Copy out all the data, word for word.
══════
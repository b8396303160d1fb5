use std::collections::BTreeSet;

use super::model::Table;
use super::resolve::{ColumnMap, Concept};

// ---------------------------------------------------------------------------
// Filter selection: what the side panel currently asks for
// ---------------------------------------------------------------------------

#[derive(Debug, Clone, Copy, Default, PartialEq, Eq)]
pub enum SortOrder {
    #[default]
    Descending,
    Ascending,
}

impl SortOrder {
    pub fn label(self) -> &'static str {
        match self {
            SortOrder::Descending => "Descending",
            SortOrder::Ascending => "Ascending",
        }
    }
}

/// User-driven selection, rebuilt on every control change.
#[derive(Debug, Clone, Default, PartialEq)]
pub struct FilterSelection {
    /// Provinces to keep. Empty means "no filter" (show all).
    pub selected_provinces: BTreeSet<String>,
    /// Inclusive `[low, high]` range on the poverty measure, if any.
    pub poverty_range: Option<(f64, f64)>,
    pub sort_order: SortOrder,
    /// Column shown in the distribution view.
    pub distribution_measure: Option<String>,
}

impl FilterSelection {
    /// Everything selected, range spanning the full poverty bounds.
    pub fn initial(table: &Table, columns: &ColumnMap) -> Self {
        let selected_provinces = columns
            .get(Concept::Province)
            .map(|col| (0..table.len()).filter_map(|r| table.text(r, col)).collect())
            .unwrap_or_default();
        FilterSelection {
            selected_provinces,
            poverty_range: poverty_bounds(table, columns),
            sort_order: SortOrder::default(),
            distribution_measure: distribution_measures(table).into_iter().next(),
        }
    }
}

// ---------------------------------------------------------------------------
// Filtering
// ---------------------------------------------------------------------------

/// Rows of the province table passing the selection, in table order.
///
/// A row passes when:
/// * no provinces are selected, or its name is among the selected ones, and
/// * there is no poverty column or no range, or its poverty value lies in
///   `[low, high]`. A missing value never lies in a range.
pub fn filter_provinces(table: &Table, columns: &ColumnMap, selection: &FilterSelection) -> Table {
    if selection.selected_provinces.is_empty() {
        return table.clone();
    }

    let name_col = columns.get(Concept::Province);
    let range = columns.get(Concept::Poverty).zip(selection.poverty_range);

    table.select_rows(|row| {
        let in_selection = match name_col {
            Some(col) => table
                .text(row, col)
                .is_some_and(|name| selection.selected_provinces.contains(&name)),
            None => true,
        };
        let in_range = match range {
            Some((col, (low, high))) => table
                .numeric(row, col)
                .is_some_and(|v| low <= v && v <= high),
            None => true,
        };
        in_selection && in_range
    })
}

/// Min and max of the poverty measure over `table`, bounding the range
/// control. `None` when the column is missing or holds no numbers.
pub fn poverty_bounds(table: &Table, columns: &ColumnMap) -> Option<(f64, f64)> {
    let col = columns.get(Concept::Poverty)?;
    table
        .numeric_values(col)
        .into_iter()
        .fold(None, |acc, v| match acc {
            None => Some((v, v)),
            Some((lo, hi)) => Some((lo.min(v), hi.max(v))),
        })
}

/// Columns offered for the distribution view: everything but the province
/// name column.
pub fn distribution_measures(table: &Table) -> Vec<String> {
    table
        .columns
        .iter()
        .filter(|c| c.as_str() != "PROVINSI")
        .cloned()
        .collect()
}

#[cfg(test)]
mod tests {
    use super::*;
    use crate::data::testutil::province_table;

    fn two_provinces() -> Table {
        province_table(
            &["PENDUDUK_MISKIN"],
            &[("A", [Some(10.0)]), ("B", [Some(90.0)])],
        )
    }

    fn selection(names: &[&str], range: Option<(f64, f64)>) -> FilterSelection {
        FilterSelection {
            selected_provinces: names.iter().map(|n| n.to_string()).collect(),
            poverty_range: range,
            ..FilterSelection::default()
        }
    }

    #[test]
    fn empty_selection_returns_full_table() {
        let t = two_provinces();
        let cols = ColumnMap::resolve_all(&t.columns);
        let out = filter_provinces(&t, &cols, &selection(&[], Some((0.0, 1.0))));
        assert_eq!(out, t);
    }

    #[test]
    fn selection_and_range_combine() {
        let t = two_provinces();
        let cols = ColumnMap::resolve_all(&t.columns);
        let out = filter_provinces(&t, &cols, &selection(&["A", "B"], Some((0.0, 50.0))));
        assert_eq!(out.len(), 1);
        assert_eq!(out.text(0, "PROVINSI").as_deref(), Some("A"));
        assert_eq!(t.len(), 2);
    }

    #[test]
    fn range_bounds_are_inclusive() {
        let t = province_table(
            &["PENDUDUK_MISKIN"],
            &[
                ("A", [Some(10.0)]),
                ("B", [Some(50.0)]),
                ("C", [Some(50.5)]),
                ("D", [Some(9.99)]),
                ("E", [None]),
            ],
        );
        let cols = ColumnMap::resolve_all(&t.columns);
        let (low, high) = (10.0, 50.0);
        let out = filter_provinces(
            &t,
            &cols,
            &selection(&["A", "B", "C", "D", "E"], Some((low, high))),
        );
        let kept: Vec<_> = (0..out.len())
            .filter_map(|r| out.text(r, "PROVINSI"))
            .collect();
        assert_eq!(kept, vec!["A", "B"]);
        for r in 0..out.len() {
            let v = out.numeric(r, "PENDUDUK_MISKIN").expect("value");
            assert!(low <= v && v <= high);
        }
    }

    #[test]
    fn range_is_vacuous_without_poverty_column() {
        let t = province_table(&["TPT (%)"], &[("A", [Some(3.0)]), ("B", [Some(7.0)])]);
        let cols = ColumnMap::resolve_all(&t.columns);
        let out = filter_provinces(&t, &cols, &selection(&["B"], Some((0.0, 1.0))));
        assert_eq!(out.len(), 1);
        assert_eq!(out.text(0, "PROVINSI").as_deref(), Some("B"));
    }

    #[test]
    fn preserves_row_order() {
        let t = province_table(
            &["PENDUDUK_MISKIN"],
            &[("C", [Some(1.0)]), ("A", [Some(2.0)]), ("B", [Some(3.0)])],
        );
        let cols = ColumnMap::resolve_all(&t.columns);
        let out = filter_provinces(&t, &cols, &selection(&["B", "C"], None));
        assert_eq!(out.rows, vec![t.rows[0].clone(), t.rows[2].clone()]);
    }

    #[test]
    fn bounds_span_numeric_values() {
        let t = province_table(
            &["PENDUDUK_MISKIN"],
            &[("A", [Some(42.0)]), ("B", [None]), ("C", [Some(7.5)])],
        );
        let cols = ColumnMap::resolve_all(&t.columns);
        assert_eq!(poverty_bounds(&t, &cols), Some((7.5, 42.0)));

        let empty = province_table(&["PENDUDUK_MISKIN"], &[]);
        assert_eq!(poverty_bounds(&empty, &cols), None);
    }

    #[test]
    fn initial_selection_shows_everything() {
        let t = two_provinces();
        let cols = ColumnMap::resolve_all(&t.columns);
        let sel = FilterSelection::initial(&t, &cols);
        assert_eq!(sel.selected_provinces.len(), 2);
        assert_eq!(sel.poverty_range, Some((10.0, 90.0)));
        assert_eq!(sel.distribution_measure.as_deref(), Some("PENDUDUK_MISKIN"));
        assert_eq!(filter_provinces(&t, &cols, &sel), t);
    }
}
══════
§ **EXERCISE RESPONSE**
repository b8396303160d1fb5
use std::collections::BTreeSet;

use super::model::Table;
use super::resolve::{ColumnMap, Concept};

// ---------------------------------------------------------------------------
// Filter selection: what the side panel currently asks for
// ---------------------------------------------------------------------------

#[derive(Debug, Clone, Copy, Default, PartialEq, Eq)]
pub enum SortOrder {
    #[default]
    Descending,
    Ascending,
}

impl SortOrder {
    pub fn label(self) -> &'static str {
        match self {
            SortOrder::Descending => "Descending",
            SortOrder::Ascending => "Ascending",
        }
    }
}

/// User-driven selection, rebuilt on every control change.
#[derive(Debug, Clone, Default, PartialEq)]
pub struct FilterSelection {
    /// Provinces to keep. Empty means "no filter" (show all).
    pub selected_provinces: BTreeSet<String>,
    /// Inclusive `[low, high]` range on the poverty measure, if any.
    pub poverty_range: Option<(f64, f64)>,
    pub sort_order: SortOrder,
    /// Column shown in the distribution view.
    pub distribution_measure: Option<String>,
}

impl FilterSelection {
    /// Everything selected, range spanning the full poverty bounds.
    pub fn initial(table: &Table, columns: &ColumnMap) -> Self {
        let selected_provinces = columns
            .get(Concept::Province)
            .map(|col| (0..table.len()).filter_map(|r| table.text(r, col)).collect())
            .unwrap_or_default();
        FilterSelection {
            selected_provinces,
            poverty_range: poverty_bounds(table, columns),
            sort_order: SortOrder::default(),
            distribution_measure: distribution_measures(table).into_iter().next(),
        }
    }
}

// ---------------------------------------------------------------------------
// Filtering
// ---------------------------------------------------------------------------

/// Rows of the province table passing the selection, in table order.
///
/// A row passes when:
/// * no provinces are selected, or its name is among the selected ones, and
/// * there is no poverty column or no range, or its poverty value lies in
///   `[low, high]`. A missing value never lies in a range.
pub fn filter_provinces(table: &Table, columns: &ColumnMap, selection: &FilterSelection) -> Table {
    if selection.selected_provinces.is_empty() {
        return table.clone();
    }

    let name_col = columns.get(Concept::Province);
    let range = columns.get(Concept::Poverty).zip(selection.poverty_range);

    table.select_rows(|row| {
        let in_selection = match name_col {
            Some(col) => table
                .text(row, col)
                .is_some_and(|name| selection.selected_provinces.contains(&name)),
            None => true,
        };
        let in_range = match range {
            Some((col, (low, high))) => table
                .numeric(row, col)
                .is_some_and(|v| low <= v && v <= high),
            None => true,
        };
        in_selection && in_range
    })
}

/// Min and max of the poverty measure over `table`, bounding the range
/// control. `None` when the column is missing or holds no numbers.
pub fn poverty_bounds(table: &Table, columns: &ColumnMap) -> Option<(f64, f64)> {
    let col = columns.get(Concept::Poverty)?;
    table
        .numeric_values(col)
        .into_iter()
        .fold(None, |acc, v| match acc {
            None => Some((v, v)),
            Some((lo, hi)) => Some((lo.min(v), hi.max(v))),
        })
}

/// Columns offered for the distribution view: everything but the province
/// name column.
pub fn distribution_measures(table: &Table) -> Vec<String> {
    table
        .columns
        .iter()
        .filter(|c| c.as_str() != "PROVINSI")
        .cloned()
        .collect()
}

#[cfg(test)]
mod tests {
    use super::*;
    use crate::data::testutil::province_table;

    fn two_provinces() -> Table {
        province_table(
            &["PENDUDUK_MISKIN"],
            &[("A", [Some(10.0)]), ("B", [Some(90.0)])],
        )
    }

    fn selection(names: &[&str], range: Option<(f64, f64)>) -> FilterSelection {
        FilterSelection {
            selected_provinces: names.iter().map(|n| n.to_string()).collect(),
            poverty_range: range,
            ..FilterSelection::default()
        }
    }

    #[test]
    fn empty_selection_returns_full_table() {
        let t = two_provinces();
        let cols = ColumnMap::resolve_all(&t.columns);
        let out = filter_provinces(&t, &cols, &selection(&[], Some((0.0, 1.0))));
        assert_eq!(out, t);
    }

    #[test]
    fn selection_and_range_combine() {
        let t = two_provinces();
        let cols = ColumnMap::resolve_all(&t.columns);
        let out = filter_provinces(&t, &cols, &selection(&["A", "B"], Some((0.0, 50.0))));
        assert_eq!(out.len(), 1);
        assert_eq!(out.text(0, "PROVINSI").as_deref(), Some("A"));
        assert_eq!(t.len(), 2);
    }

    #[test]
    fn range_bounds_are_inclusive() {
        let t = province_table(
            &["PENDUDUK_MISKIN"],
            &[
                ("A", [Some(10.0)]),
                ("B", [Some(50.0)]),
                ("C", [Some(50.5)]),
                ("D", [Some(9.99)]),
                ("E", [None]),
            ],
        );
        let cols = ColumnMap::resolve_all(&t.columns);
        let (low, high) = (10.0, 50.0);
        let out = filter_provinces(
            &t,
            &cols,
            &selection(&["A", "B", "C", "D", "E"], Some((low, high))),
        );
        let kept: Vec<_> = (0..out.len())
            .filter_map(|r| out.text(r, "PROVINSI"))
            .collect();
        assert_eq!(kept, vec!["A", "B"]);
        for r in 0..out.len() {
            let v = out.numeric(r, "PENDUDUK_MISKIN").expect("value");
            assert!(low <= v && v <= high);
        }
    }

    #[test]
    fn range_is_vacuous_without_poverty_column() {
        let t = province_table(&["TPT (%)"], &[("A", [Some(3.0)]), ("B", [Some(7.0)])]);
        let cols = ColumnMap::resolve_all(&t.columns);
        let out = filter_provinces(&t, &cols, &selection(&["B"], Some((0.0, 1.0))));
        assert_eq!(out.len(), 1);
        assert_eq!(out.text(0, "PROVINSI").as_deref(), Some("B"));
    }

    #[test]
    fn preserves_row_order() {
        let t = province_table(
            &["PENDUDUK_MISKIN"],
            &[("C", [Some(1.0)]), ("A", [Some(2.0)]), ("B", [Some(3.0)])],
        );
        let cols = ColumnMap::resolve_all(&t.columns);
        let out = filter_provinces(&t, &cols, &selection(&["B", "C"], None));
        assert_eq!(out.rows, vec![t.rows[0].clone(), t.rows[2].clone()]);
    }

    #[test]
    fn bounds_span_numeric_values() {
        let t = province_table(
            &["PENDUDUK_MISKIN"],
            &[("A", [Some(42.0)]), ("B", [None]), ("C", [Some(7.5)])],
        );
        let cols = ColumnMap::resolve_all(&t.columns);
        assert_eq!(poverty_bounds(&t, &cols), Some((7.5, 42.0)));

        let empty = province_table(&["PENDUDUK_MISKIN"], &[]);
        assert_eq!(poverty_bounds(&empty, &cols), None);
    }

    #[test]
    fn initial_selection_shows_everything() {
        let t = two_provinces();
        let cols = ColumnMap::resolve_all(&t.columns);
        let sel = FilterSelection::initial(&t, &cols);
        assert_eq!(sel.selected_provinces.len(), 2);
        assert_eq!(sel.poverty_range, Some((10.0, 90.0)));
        assert_eq!(sel.distribution_measure.as_deref(), Some("PENDUDUK_MISKIN"));
        assert_eq!(filter_provinces(&t, &cols, &sel), t);
    }
}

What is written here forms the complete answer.